Verlening van een zorgmachtiging op basis van de Wet verplichte geestelijke gezondheidszorg

Op 18 september 2023 heeft de Rechtbank Zeeland-West-Brabant, locatie Middelburg, een beschikking gegeven in een rekestprocedure betreffende de verlening van een zorgmachtiging voor een betrokkene, geboren in 1975. De officier van justitie had verzocht om een zorgmachtiging voor de duur van twaalf maanden, gebaseerd op artikel 6:4 van de Wet verplichte geestelijke gezondheidszorg (Wvggz). De rechtbank heeft de mondelinge behandeling op dezelfde datum gehouden, waarbij de betrokkene, haar advocaat, haar echtgenoot, een behandelaar en een verpleegkundige aanwezig waren. De officier van justitie was niet aanwezig.

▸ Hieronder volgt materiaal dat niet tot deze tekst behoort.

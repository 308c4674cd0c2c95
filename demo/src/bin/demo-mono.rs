use anyhow::Context;
use backend::system::SdlBackend;
use demo::DemoConfig;

fn main() -> anyhow::Result<()> {
    tracing_subscriber::fmt()
        .with_env_filter(tracing_subscriber::EnvFilter::from_default_env())
        .init();

    let mut system = SdlBackend::new();
    demo::run(&mut system, &DemoConfig::mono()).context("Demo initialization failure")?;
    Ok(())
}
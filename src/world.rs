use std::collections::{BTreeSet, HashMap};

use serde::{Deserialize, Serialize};

use crate::config::DifficultyProfile;
use crate::generation::{self, RatioCounters, TileKey, TileLookup};
use crate::hex::Hex;
use crate::terrain::{Category, TerrainType};

#[derive(Debug, Clone, Copy, PartialEq, Eq, Serialize, Deserialize)]
pub struct Tile {
    pub coord: Hex,
    pub terrain: TerrainType,
    /// Move during which the tile was first generated.
    pub move_id: u64,
}

/// Grow-only map of generated tiles.
///
/// Keys are only ever added; a reroll rewrites terrain in place. Tiles are
/// enumerated in insertion order so every walk over the map is reproducible.
#[derive(Debug, Clone, Default)]
pub struct WorldMap {
    tiles: HashMap<Hex, Tile>,
    order: Vec<Hex>,
    counters: RatioCounters,
}

impl TileLookup for WorldMap {
    fn terrain_at(&self, hex: Hex) -> Option<TerrainType> {
        self.tiles.get(&hex).map(|tile| tile.terrain)
    }
}

impl WorldMap {
    pub fn new() -> Self {
        WorldMap::default()
    }

    /// A map holding a single tile, stamped with move 0.
    pub fn with_origin(coord: Hex, terrain: TerrainType) -> Self {
        let mut map = WorldMap::new();
        map.insert(Tile {
            coord,
            terrain,
            move_id: 0,
        });
        map
    }

    fn insert(&mut self, tile: Tile) {
        self.counters.record(tile.terrain.category());
        self.order.push(tile.coord);
        self.tiles.insert(tile.coord, tile);
    }

    pub fn len(&self) -> usize {
        self.order.len()
    }

    pub fn is_empty(&self) -> bool {
        self.order.is_empty()
    }

    pub fn get(&self, hex: Hex) -> Option<&Tile> {
        self.tiles.get(&hex)
    }

    pub fn contains(&self, hex: Hex) -> bool {
        self.tiles.contains_key(&hex)
    }

    pub fn tiles(&self) -> impl Iterator<Item = &Tile> + '_ {
        self.order.iter().filter_map(|hex| self.tiles.get(hex))
    }

    /// Running totals fed to the generator. Rerolls leave them alone, so they
    /// can differ from [`WorldMap::category_counts`].
    pub fn counters(&self) -> RatioCounters {
        self.counters
    }

    /// Tiles per category as the map stands now.
    pub fn category_counts(&self) -> RatioCounters {
        let mut counts = RatioCounters::default();
        for tile in self.tiles() {
            counts.record(tile.terrain.category());
        }
        counts
    }

    /// Generates every missing coordinate within `radius` of `center`.
    ///
    /// Cells are filled center-out; each one sees the tiles and counters left by
    /// the cells before it. Existing tiles are never touched. Returns the number
    /// of tiles added.
    pub fn ensure_generated(
        &mut self,
        center: Hex,
        radius: u32,
        seed: &str,
        move_id: u64,
        reroll_nonce: u32,
        profile: &DifficultyProfile,
    ) -> usize {
        let mut added = 0;
        for coord in center.disk(radius) {
            if self.contains(coord) {
                continue;
            }
            let key = TileKey {
                seed,
                move_id,
                reroll_nonce,
                coord,
            };
            let terrain = generation::generate(key, &*self, &self.counters, profile);
            self.insert(Tile {
                coord,
                terrain,
                move_id,
            });
            added += 1;
        }

        tracing::debug!(
            target: "hexmapper::world",
            q = center.q,
            r = center.r,
            radius,
            move_id,
            added,
            total = self.len(),
            "world.ensure_generated"
        );
        added
    }

    /// Regenerates, in creation order, every tile stamped with `move_id`.
    ///
    /// Tiles from other moves are left as they are. Counters are not adjusted.
    /// Returns the number of tiles rewritten; zero means nothing matched.
    pub fn reroll_move(
        &mut self,
        seed: &str,
        move_id: u64,
        reroll_nonce: u32,
        profile: &DifficultyProfile,
    ) -> usize {
        let targets: Vec<Hex> = self
            .tiles()
            .filter(|tile| tile.move_id == move_id)
            .map(|tile| tile.coord)
            .collect();

        let mut changed = 0;
        for coord in &targets {
            let key = TileKey {
                seed,
                move_id,
                reroll_nonce,
                coord: *coord,
            };
            let terrain = generation::generate(key, &*self, &self.counters, profile);
            if let Some(tile) = self.tiles.get_mut(coord) {
                if tile.terrain != terrain {
                    changed += 1;
                }
                tile.terrain = terrain;
            }
        }

        tracing::debug!(
            target: "hexmapper::world",
            move_id,
            reroll_nonce,
            rerolled = targets.len(),
            changed,
            "world.reroll_move"
        );
        targets.len()
    }

    /// Types of `category` present anywhere on the map, in palette-group order.
    pub fn discovered(&self, category: Category) -> Vec<TerrainType> {
        let found: BTreeSet<_> = self
            .tiles()
            .map(|tile| tile.terrain)
            .filter(|t| t.category() == category)
            .map(|t| (t.palette_group(), t))
            .collect();
        found.into_iter().map(|(_, t)| t).collect()
    }
}
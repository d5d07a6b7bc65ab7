//! Keyed random streams.
//!
//! Every stochastic decision is drawn from a stream that is a pure function of
//! its key, so regenerating with the same key replays the same choices and
//! there is no generator state shared between tiles.

use rand::seq::SliceRandom;
use rand::{Rng, SeedableRng};
use rand_chacha::ChaCha8Rng;

use crate::hex::Hex;

/// Separates streams that share the numeric part of a key.
#[derive(Debug, Clone, Copy, PartialEq, Eq, Hash)]
pub enum StreamDomain {
    Tile,
    River,
}

impl StreamDomain {
    fn tag(&self) -> u8 {
        match self {
            StreamDomain::Tile => 0x54,
            StreamDomain::River => 0x52,
        }
    }
}

#[derive(Debug, Clone, Copy, PartialEq, Eq, Hash)]
pub struct StreamKey<'a> {
    pub domain: StreamDomain,
    pub seed: &'a str,
    pub move_id: u64,
    pub reroll_nonce: u32,
    pub coord: Hex,
}

impl StreamKey<'_> {
    /// 64-bit digest of the key.
    ///
    /// The seed is length-prefixed and every integer is written at fixed width,
    /// so `("a1", 2)` and `("a", 12)` never encode to the same bytes.
    pub fn digest(&self) -> u64 {
        let mut hash = Fnv64::new();
        hash.write(&[self.domain.tag()]);
        hash.write(&(self.seed.len() as u64).to_le_bytes());
        hash.write(self.seed.as_bytes());
        hash.write(&self.move_id.to_le_bytes());
        hash.write(&self.reroll_nonce.to_le_bytes());
        hash.write(&self.coord.q.to_le_bytes());
        hash.write(&self.coord.r.to_le_bytes());
        mix64(hash.finish())
    }
}

/// Stream used by the generator for the tile at `(q, r)`.
pub fn stream_for(seed: &str, move_id: u64, reroll_nonce: u32, q: i32, r: i32) -> RandomStream {
    RandomStream::from_key(&StreamKey {
        domain: StreamDomain::Tile,
        seed,
        move_id,
        reroll_nonce,
        coord: Hex::new(q, r),
    })
}

/// Stream used by the river engine for the move that ended at `position`.
pub fn river_stream(seed: &str, move_id: u64, position: Hex) -> RandomStream {
    RandomStream::from_key(&StreamKey {
        domain: StreamDomain::River,
        seed,
        move_id,
        reroll_nonce: 0,
        coord: position,
    })
}

/// Unbounded sequence of uniform draws seeded from a [`StreamKey`].
#[derive(Debug, Clone)]
pub struct RandomStream {
    rng: ChaCha8Rng,
}

impl RandomStream {
    pub fn from_key(key: &StreamKey<'_>) -> Self {
        RandomStream {
            rng: ChaCha8Rng::seed_from_u64(key.digest()),
        }
    }

    /// Next value in `[0, 1)`.
    pub fn next_unit(&mut self) -> f64 {
        self.rng.gen::<f64>()
    }

    pub fn shuffle<T>(&mut self, items: &mut [T]) {
        items.shuffle(&mut self.rng);
    }

    /// Uniform pick, `None` on an empty slice.
    pub fn pick<'a, T>(&mut self, items: &'a [T]) -> Option<&'a T> {
        items.choose(&mut self.rng)
    }
}

struct Fnv64(u64);

impl Fnv64 {
    const OFFSET: u64 = 0xcbf2_9ce4_8422_2325;
    const PRIME: u64 = 0x0000_0100_0000_01b3;

    fn new() -> Self {
        Fnv64(Self::OFFSET)
    }

    fn write(&mut self, bytes: &[u8]) {
        for &b in bytes {
            self.0 ^= b as u64;
            self.0 = self.0.wrapping_mul(Self::PRIME);
        }
    }

    fn finish(&self) -> u64 {
        self.0
    }
}

// splitmix64 finalizer; FNV alone has weak avalanche in the high bits.
fn mix64(mut z: u64) -> u64 {
    z = (z ^ (z >> 30)).wrapping_mul(0xbf58_476d_1ce4_e5b9);
    z = (z ^ (z >> 27)).wrapping_mul(0x94d0_49bb_1331_11eb);
    z ^ (z >> 31)
}

#[cfg(test)]
mod tests {
    use super::*;

    fn draws(stream: &mut RandomStream, n: usize) -> Vec<f64> {
        (0..n).map(|_| stream.next_unit()).collect()
    }

    #[test]
    fn test_same_key_same_sequence() {
        let a = draws(&mut stream_for("caerwynn-001", 4, 1, -3, 2), 32);
        let b = draws(&mut stream_for("caerwynn-001", 4, 1, -3, 2), 32);
        assert_eq!(a, b);
    }

    #[test]
    fn test_each_key_component_changes_stream() {
        let base = draws(&mut stream_for("seed", 1, 0, 0, 0), 8);
        assert_ne!(base, draws(&mut stream_for("seed2", 1, 0, 0, 0), 8));
        assert_ne!(base, draws(&mut stream_for("seed", 2, 0, 0, 0), 8));
        assert_ne!(base, draws(&mut stream_for("seed", 1, 1, 0, 0), 8));
        assert_ne!(base, draws(&mut stream_for("seed", 1, 0, 1, 0), 8));
        assert_ne!(base, draws(&mut stream_for("seed", 1, 0, 0, 1), 8));
    }

    #[test]
    fn test_concatenation_ambiguity_does_not_collide() {
        let a = StreamKey {
            domain: StreamDomain::Tile,
            seed: "a1",
            move_id: 2,
            reroll_nonce: 0,
            coord: Hex::ORIGIN,
        };
        let b = StreamKey {
            seed: "a",
            move_id: 12,
            ..a
        };
        assert_ne!(a.digest(), b.digest());
    }

    #[test]
    fn test_river_domain_is_separate_from_tiles() {
        let tile = draws(&mut stream_for("s", 3, 0, 1, 1), 8);
        let river = draws(&mut river_stream("s", 3, Hex::new(1, 1)), 8);
        assert_ne!(tile, river);
    }

    #[test]
    fn test_draws_are_unit_interval() {
        let mut stream = stream_for("range", 0, 0, 0, 0);
        for _ in 0..1000 {
            let v = stream.next_unit();
            assert!((0.0..1.0).contains(&v));
        }
    }

    #[test]
    fn test_neighbouring_keys_look_uncorrelated() {
        // First draws of adjacent coordinates should spread across [0, 1).
        let firsts: Vec<f64> = (0..400)
            .map(|q| stream_for("avalanche", 1, 0, q, 0).next_unit())
            .collect();
        let low = firsts.iter().filter(|v| **v < 0.5).count();
        assert!((140..=260).contains(&low), "low half count {}", low);
    }

    #[test]
    fn test_pick_and_shuffle_are_reproducible() {
        let items = [1, 2, 3, 4, 5, 6, 7, 8, 9];
        let mut a = items;
        let mut b = items;
        stream_for("shuffle", 0, 0, 0, 0).shuffle(&mut a);
        stream_for("shuffle", 0, 0, 0, 0).shuffle(&mut b);
        assert_eq!(a, b);

        let empty: [u8; 0] = [];
        assert_eq!(stream_for("pick", 0, 0, 0, 0).pick(&empty), None);
        assert!(stream_for("pick", 0, 0, 0, 0).pick(&items).is_some());
    }
}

De rechtbank heeft vastgesteld dat de betrokkene lijdt aan een psychische stoornis, wat leidt tot ernstig nadeel, waaronder suïcidaliteit en agressief gedrag. De rechtbank oordeelde dat verplichte zorg noodzakelijk is om ernstig nadeel af te wenden en om de geestelijke gezondheid van de betrokkene te stabiliseren. De rechtbank heeft de verzoeken van de officier van justitie voor verplichte zorg beoordeeld en enkele vormen van zorg goedgekeurd, waaronder het uitoefenen van toezicht en het beperken van de bewegingsvrijheid, maar andere verzoeken zijn afgewezen.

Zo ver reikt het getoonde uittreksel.